Governo pode devolver terras desapropriadas para antigos
donos
OESP
BRASÍLIA - O governo Jair Bolsonaro prepara um mutirão para
fechar acordos de conciliação com fazendeiros que questionam na Justiça a
tomada de suas terras para a reforma agrária. São casos em que os proprietários
defendem que o espaço é produtivo e não deveria ser desapropriado ou argumentam
que receberam pouco pelos terrenos. Secretário de Assuntos Fundiários do
Ministério da Agricultura, Luiz Antônio Nabhan Garcia, afirma que o objetivo é
iniciar a investida ainda neste semestre. Com isso, será possível “destravar”
investimentos no campo e a reforma agrária de Bolsonaro, diz ele.
O governo espera que as conciliações permitam, por exemplo,
a devolução de uma terra desapropriada, ou parte dela, aos fazendeiros. Há
casos em que a disputa judicial se arrasta há décadas e envolve milhões,
segundo Nabhan.
Aliado de Bolsonaro desde a campanha e um de seus principais
conselheiros na área rural, Nabhan é presidente licenciado da União Democrática
Ruralista (UDR), que rivaliza com o Movimento dos Trabalhadores Rurais
Sem-terra (MST).
O secretário afirma que seu alinhamento aos ruralistas não
vai enviesar os acordos e nega que haja intenção de beneficiar produtores
rurais, grupo que apoia o Planalto. Segundo ele, com o mutirão, o governo
espera resolver dois problemas: reduzir o acúmulo de litígios com proprietários
de terra e a falta de dinheiro em caixa para realizar novos assentamentos.

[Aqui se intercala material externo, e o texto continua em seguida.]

//! Zone manager for card locations and movement.
//!
//! `CardZones` tracks which zone every card is in. It supports:
//! - Lookup of a card's zone by key
//! - Movement between zones
//! - Uniform random removal from a zone
//! - Zone iteration in arrival order
//!
//! A card is always in exactly one zone, so the zones partition the cards.

use std::hash::Hash;

use rustc_hash::FxHashMap;
use serde::{Deserialize, Serialize};

use crate::core::rng::GameRng;

/// Where a card currently is.
#[derive(Clone, Copy, Debug, PartialEq, Eq, Hash, Serialize, Deserialize)]
pub enum Zone {
    /// Not yet drawn.
    Deck,
    /// Drawn and available for evaluation.
    Open,
    /// Part of a found match; permanently out of play.
    Matched,
}

impl Zone {
    /// All zones.
    pub const ALL: [Zone; 3] = [Zone::Deck, Zone::Open, Zone::Matched];

    const fn slot(self) -> usize {
        match self {
            Zone::Deck => 0,
            Zone::Open => 1,
            Zone::Matched => 2,
        }
    }
}

impl std::fmt::Display for Zone {
    fn fmt(&self, f: &mut std::fmt::Formatter<'_>) -> std::fmt::Result {
        let name = match self {
            Zone::Deck => "deck",
            Zone::Open => "open",
            Zone::Matched => "matched",
        };
        f.write_str(name)
    }
}

/// Manages card locations across zones.
///
/// ## Usage
///
/// ```
/// use matching_engine::zones::{CardZones, Zone};
///
/// let mut zones = CardZones::new([10, 11, 12]);
/// assert_eq!(zones.len(Zone::Deck), 3);
///
/// zones.move_to(11, Zone::Open);
/// assert_eq!(zones.zone_of(11), Some(Zone::Open));
/// assert_eq!(zones.cards_in(Zone::Open), &[11]);
/// ```
#[derive(Clone, Debug)]
pub struct CardZones<K> {
    /// Card locations: key -> zone
    locations: FxHashMap<K, Zone>,

    /// Members of each zone, indexed by `Zone::slot`.
    members: [Vec<K>; 3],
}

impl<K: Copy + Eq + Hash> CardZones<K> {
    /// Put every card into the deck, in the given order.
    ///
    /// Panics if a key appears twice.
    pub fn new(cards: impl IntoIterator<Item = K>) -> Self {
        let mut locations = FxHashMap::default();
        let mut deck = Vec::new();
        for card in cards {
            let previous = locations.insert(card, Zone::Deck);
            assert!(previous.is_none(), "card added to zones twice");
            deck.push(card);
        }
        Self {
            locations,
            members: [deck, Vec::new(), Vec::new()],
        }
    }

    /// Get the zone a card is in, or `None` for an unknown card.
    #[must_use]
    pub fn zone_of(&self, card: K) -> Option<Zone> {
        self.locations.get(&card).copied()
    }

    /// Check if a card is in a specific zone.
    #[must_use]
    pub fn is_in(&self, card: K, zone: Zone) -> bool {
        self.locations.get(&card) == Some(&zone)
    }

    /// Cards in a zone, in the order they arrived.
    #[must_use]
    pub fn cards_in(&self, zone: Zone) -> &[K] {
        &self.members[zone.slot()]
    }

    /// Number of cards in a zone.
    #[must_use]
    pub fn len(&self, zone: Zone) -> usize {
        self.members[zone.slot()].len()
    }

    /// Check if a zone is empty.
    #[must_use]
    pub fn is_empty(&self, zone: Zone) -> bool {
        self.members[zone.slot()].is_empty()
    }

    /// Total number of cards tracked.
    #[must_use]
    pub fn total(&self) -> usize {
        self.locations.len()
    }

    /// Move a card to `zone`, appending it to the zone's order.
    ///
    /// Returns the previous zone, or `None` if the card is unknown.
    pub fn move_to(&mut self, card: K, zone: Zone) -> Option<Zone> {
        let old = self.locations.get(&card).copied()?;
        if old == zone {
            return Some(old);
        }

        self.members[old.slot()].retain(|&k| k != card);
        self.members[zone.slot()].push(card);
        self.locations.insert(card, zone);

        Some(old)
    }

    /// Move a uniformly random card out of `from` and into `to`.
    ///
    /// Returns `None` when `from` is empty.
    pub fn move_random(&mut self, from: Zone, to: Zone, rng: &mut GameRng) -> Option<K> {
        let source = &mut self.members[from.slot()];
        if source.is_empty() {
            return None;
        }

        let index = rng.gen_range_usize(0..source.len());
        let card = source.swap_remove(index);
        self.members[to.slot()].push(card);
        self.locations.insert(card, to);

        Some(card)
    }
}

Ao fechar um acordo, diz o secretário, o governo vai
recuperar recursos que foram depositados em juízo pela União para a compra do
terreno em disputa. Além disso, a parte da propriedade que será, enfim,
desapropriada pode se tornar assentamento para famílias que aguardam na fila do
Instituto Nacional de Colonização e Reforma Agrária (Incra).
Nabhan reconhece que muitos terrenos abrigam famílias em
situação irregular e “invasores”. Por isso, ele diz que os acordos vão
priorizar terras nas quais não existam pessoas acampadas. O secretário sustenta
que a intenção do governo é resolver os litígios sem confrontos. “Vai ter
reintegração de posse. Mas o objetivo é que a família seja acomodada em outro
lote, desde que cumpra requisitos previstos em lei”, diz.

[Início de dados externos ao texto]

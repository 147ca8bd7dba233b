//! Pair cards for the Concentration variant.
//!
//! Two distinct cards share each `PairKey`; a card's own `CardId` is unique.
//! The face-up and matched flags are part of the engine's state for this
//! variant.

use serde::{Deserialize, Serialize};

use super::deck::Deck;
use crate::core::error::{GameError, Result};
use crate::core::id::{CardId, IdSequence, PairKey};

/// A Concentration card.
#[derive(Clone, Copy, Debug, PartialEq, Eq, Hash, Serialize, Deserialize)]
pub struct PairCard {
    /// Unique identity of this card.
    pub id: CardId,

    /// Key shared with the card's partner.
    pub pair_key: PairKey,

    /// Is the card currently showing?
    pub is_face_up: bool,

    /// Has the card's pair been found? Matched cards are out of play.
    pub is_matched: bool,
}

impl PairCard {
    /// Create a face-down, unmatched card.
    #[must_use]
    pub const fn new(id: CardId, pair_key: PairKey) -> Self {
        Self {
            id,
            pair_key,
            is_face_up: false,
            is_matched: false,
        }
    }

    /// Check if two cards form a pair.
    #[must_use]
    pub fn pairs_with(&self, other: &PairCard) -> bool {
        self.id != other.id && self.pair_key == other.pair_key
    }
}

/// Build `2 * pairs` cards, each pair adjacent and sharing a fresh key.
///
/// Ids come from `ids`, which the caller keeps across games.
///
/// ```
/// use matching_engine::cards::pair_deck;
/// use matching_engine::core::IdSequence;
///
/// let mut ids = IdSequence::new();
/// let deck = pair_deck(6, &mut ids).unwrap();
/// assert_eq!(deck.len(), 12);
///
/// assert!(pair_deck(0, &mut ids).is_err());
/// ```
pub fn pair_deck(pairs: usize, ids: &mut IdSequence) -> Result<Deck<PairCard>> {
    if pairs == 0 {
        return Err(GameError::InvalidPairCount(pairs));
    }

    let mut cards = Vec::with_capacity(pairs * 2);
    for _ in 0..pairs {
        let key = ids.next_pair_key();
        cards.push(PairCard::new(ids.next_card_id(), key));
        cards.push(PairCard::new(ids.next_card_id(), key));
    }
    Ok(Deck::new(cards))
}

#[cfg(test)]
mod tests {
    use super::*;
    use rustc_hash::{FxHashMap, FxHashSet};

    #[test]
    fn test_pair_deck_shape() {
        let mut ids = IdSequence::new();
        let deck = pair_deck(6, &mut ids).unwrap();

        assert_eq!(deck.len(), 12);

        let mut key_counts: FxHashMap<PairKey, usize> = FxHashMap::default();
        for card in &deck {
            *key_counts.entry(card.pair_key).or_default() += 1;
        }
        assert_eq!(key_counts.len(), 6);
        assert!(key_counts.values().all(|&n| n == 2));

        let unique_ids: FxHashSet<_> = deck.iter().map(|c| c.id).collect();
        assert_eq!(unique_ids.len(), 12);
    }

    #[test]
    fn test_cards_start_hidden() {
        let mut ids = IdSequence::new();
        let deck = pair_deck(2, &mut ids).unwrap();
        assert!(deck.iter().all(|c| !c.is_face_up && !c.is_matched));
    }

    #[test]
    fn test_zero_pairs_rejected() {
        let mut ids = IdSequence::new();
        assert_eq!(pair_deck(0, &mut ids), Err(GameError::InvalidPairCount(0)));
        assert_eq!(ids.peek(), 1); // nothing allocated
    }

    #[test]
    fn test_sequence_not_reset_between_decks() {
        let mut ids = IdSequence::new();
        let first = pair_deck(3, &mut ids).unwrap();
        let second = pair_deck(3, &mut ids).unwrap();

        let first_keys: FxHashSet<_> = first.iter().map(|c| c.pair_key).collect();
        let second_keys: FxHashSet<_> = second.iter().map(|c| c.pair_key).collect();
        assert!(first_keys.is_disjoint(&second_keys));

        let first_ids: FxHashSet<_> = first.iter().map(|c| c.id).collect();
        assert!(second.iter().all(|c| !first_ids.contains(&c.id)));
    }

    #[test]
    fn test_pairs_with() {
        let mut ids = IdSequence::new();
        let cards = pair_deck(2, &mut ids).unwrap().into_vec();

        assert!(cards[0].pairs_with(&cards[1]));
        assert!(!cards[0].pairs_with(&cards[0]));
        assert!(!cards[0].pairs_with(&cards[2]));
    }
}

Apesar do plano, Nabhan diz que ainda é preciso um acerto
com a equipe econômica para garantir recursos mínimos para o começo do mutirão.
Não há estimativa oficial de famílias acampadas no País – e que poderiam ser
beneficiadas pela iniciativa. O MST calcula em 80 mil. Nabhan diz que o número
é menor, mas que o governo ainda faz cálculos.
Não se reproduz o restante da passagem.